I’ve run the key account programme for one of the global consulting firms and set up the programme at one of the top 20 law firms. I’ve consulted to other firms more recently. Here are some tips for equipping partners with the requisite skills:
- Partners will need to training in some of the skills in developing relationships. A lot of training is delivered in isolation. For it to pay back the training should be linked to strategy. Every partner must know what part they are playing in achieving the objectives of the firm and of their practice group.
- It will be useful to include some kind on personality diagnostic in the training. This helps participants know how people are different and what they might need to do more of or less of to build rapport with different client types. It will also guide the facilitator you use to know what type of intervention will work best for each individual ie group training,1-1 coaching, etc
- Any external facilitator you use must know the business development processes that the firm uses. Each component of the sales cycle needs to be understood eg targeting, assessing needs, getting meetings with target clients, first meetings, proposal writing, presenting, negotiating etc. A good trainer will check that all these systems work well before running any workshops. The training should come after the processes are embedded.

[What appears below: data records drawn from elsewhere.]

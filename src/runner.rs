//! 多次仿真的调度
//!
//! 从一个顶层种子派生子流，第 i 次仿真使用第 i 个子流，各自构造独立的节点状态；
//! 网络拓扑只读共享。并行模式下用有界 rayon 线程池执行，结果按仿真序号收集，
//! 因此与顺序模式逐位一致。任一仿真出错即中止整批，不返回部分结果。

use std::num::NonZeroUsize;
use std::ops::Range;

use crate::error::{Result, SimError, StatsError};
use crate::net::Net;
use crate::rng::{self, MAX_STREAMS, Rng};
use crate::sim::{EndCriteria, RunResult, Simulator};
use crate::stats::{AggregateResult, ConfidenceIndices, DEFAULT_CONFIDENCE, ResultSummary};
use rayon::prelude::*;
use tracing::{debug, info};

/// 带置信目标的运行结果
#[derive(Debug, Clone)]
pub struct ConfidentRun {
    pub summary: ResultSummary,
    /// 是否在达到上限前满足了全部目标
    pub satisfied: bool,
}

/// 仿真调度器
#[derive(Debug, Clone)]
pub struct Runner {
    net: Net,
    confidence: f64,
}

impl Runner {
    pub fn new(net: Net) -> Self {
        Self {
            net,
            confidence: DEFAULT_CONFIDENCE,
        }
    }

    /// 聚合结果使用的置信水平
    pub fn with_confidence(mut self, confidence: f64) -> Self {
        self.confidence = confidence;
        self
    }

    pub fn net(&self) -> &Net {
        &self.net
    }

    /// 在发起任何仿真前检查网络与终止条件。
    fn validate(&self, criteria: &[EndCriteria]) -> Result<()> {
        Simulator::new(&self.net, Rng::default(), criteria).map(|_| ())
    }

    fn run_one(&self, run: usize, rng: Rng, criteria: &[EndCriteria]) -> Result<RunResult> {
        let seed = rng.seed();
        Simulator::new(&self.net, rng, criteria)
            .and_then(Simulator::run)
            .map_err(|e| SimError::RunFailed {
                run,
                seed,
                source: Box::new(e),
            })
    }

    fn run_range(
        &self,
        seed: u64,
        range: Range<usize>,
        criteria: &[EndCriteria],
        parallel: bool,
    ) -> Result<Vec<RunResult>> {
        let start = range.start;
        let rngs = rng::stream_range(seed, range);
        if !parallel || rngs.len() < 2 {
            return rngs
                .into_iter()
                .enumerate()
                .map(|(i, rng)| self.run_one(start + i, rng, criteria))
                .collect();
        }

        let available = std::thread::available_parallelism()
            .map(NonZeroUsize::get)
            .unwrap_or(1);
        let threads = rngs.len().min(available);
        debug!(threads, runs = rngs.len(), "构建线程池");
        let pool = rayon::ThreadPoolBuilder::new()
            .num_threads(threads)
            .thread_name(|i| format!("net-sim-{i}"))
            .build()
            .map_err(|e| SimError::ThreadPool(e.to_string()))?;
        pool.install(|| {
            rngs.into_par_iter()
                .enumerate()
                .map(|(i, rng)| self.run_one(start + i, rng, criteria))
                .collect()
        })
    }

    /// 执行 `runs` 次仿真并返回全部原始结果（按序号排列）。
    #[tracing::instrument(skip(self, criteria))]
    pub fn run_results(
        &self,
        seed: u64,
        runs: usize,
        criteria: &[EndCriteria],
        parallel: bool,
    ) -> Result<Vec<RunResult>> {
        self.validate(criteria)?;
        rng::warn_if_overlapping(runs);
        info!("▶️  开始批量仿真");
        let results = self.run_range(seed, 0..runs, criteria, parallel)?;
        info!(completed = results.len(), "✅ 批量仿真完成");
        Ok(results)
    }

    fn aggregate(
        &self,
        seed: u64,
        runs: usize,
        criteria: &[EndCriteria],
        parallel: bool,
    ) -> Result<AggregateResult> {
        if runs < 2 {
            return Err(StatsError::NotEnoughRuns(runs).into());
        }
        let results = self.run_results(seed, runs, criteria, parallel)?;
        Ok(AggregateResult::from_runs(&results, self.confidence)?)
    }

    /// 顺序执行并聚合
    pub fn run(&self, seed: u64, runs: usize, criteria: &[EndCriteria]) -> Result<AggregateResult> {
        self.aggregate(seed, runs, criteria, false)
    }

    /// 并行执行并聚合，结果与 `run` 相同
    pub fn run_parallel(
        &self,
        seed: u64,
        runs: usize,
        criteria: &[EndCriteria],
    ) -> Result<AggregateResult> {
        self.aggregate(seed, runs, criteria, true)
    }

    /// 每批 `batch` 次仿真，逐个加入增量汇总，直到全部置信目标满足或达到 `max_runs`。
    #[tracing::instrument(skip(self, criteria, targets))]
    pub fn run_until_confident(
        &self,
        seed: u64,
        criteria: &[EndCriteria],
        targets: &ConfidenceIndices,
        batch: usize,
        max_runs: usize,
        parallel: bool,
    ) -> Result<ConfidentRun> {
        self.validate(criteria)?;
        let batch = batch.max(1);
        let mut summary = ResultSummary::new();
        let mut satisfied = false;
        let mut done = 0;
        while done < max_runs {
            let n = batch.min(max_runs - done);
            if done <= MAX_STREAMS && done + n > MAX_STREAMS {
                rng::warn_if_overlapping(done + n);
            }
            for r in self.run_range(seed, done..done + n, criteria, parallel)? {
                summary.add(&r);
            }
            done += n;
            satisfied = targets.is_satisfied(&summary)?;
            debug!(runs = done, satisfied, "批次完成");
            if satisfied {
                break;
            }
        }
        info!(runs = done, satisfied, "✅ 置信目标检查结束");
        Ok(ConfidentRun { summary, satisfied })
    }
}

- Include key stakeholders in the design of any intervention – buy-in and sponsorship are critical factors for success. Programmes should have full involvement from the internal BD function
- Be clear about how you will measure the success of a key account programme. Most organisations have one measure, typically how much the fee income has grown! But it’s more helpful to recognise that this is an output. Such an output will be delivered if we focus on getting the inputs right. The kind of things I suggest measuring are:
- Number of relevant BD events attended,
- Number of presentations at conferences/seminars,
- Articles published
- Blog posts
- Face to face BD meetings
- Number of meetings introducing other partners
- Strength of relationships with key opinion formers (one client uses a 10 point scale)
- Number of pitches and pitch win rate
6. Market and product knowledge are essential elements of becoming a ‘Trusted Adviser’. BD skills training will help your people become much better at asking questions designed to get below the water line of the client’s world. Partners are unlikely to make much progress unless they can add real value by demonstrating their knowledge of the market and trends. My suggestion is that partners should always have prepared five topics to discuss when they have BD meetings
7. Leadership and management are other crucial elements to success. Too many firms think that half a day BD training will convert partners into super talented BD specialists – it doesn’t! The training must be one component of a more holistic approach to developing people and forming new habits and that involves on-going coaching and mentoring by the leadership team – as well as the senior partners leading by example. The board might also consider having 6 month reviews with key account partners to ensure progress is being made.
Finally I know a lot of firms need to cut back on spending. However I can think of no other area that is more likely to lead to improved business performance.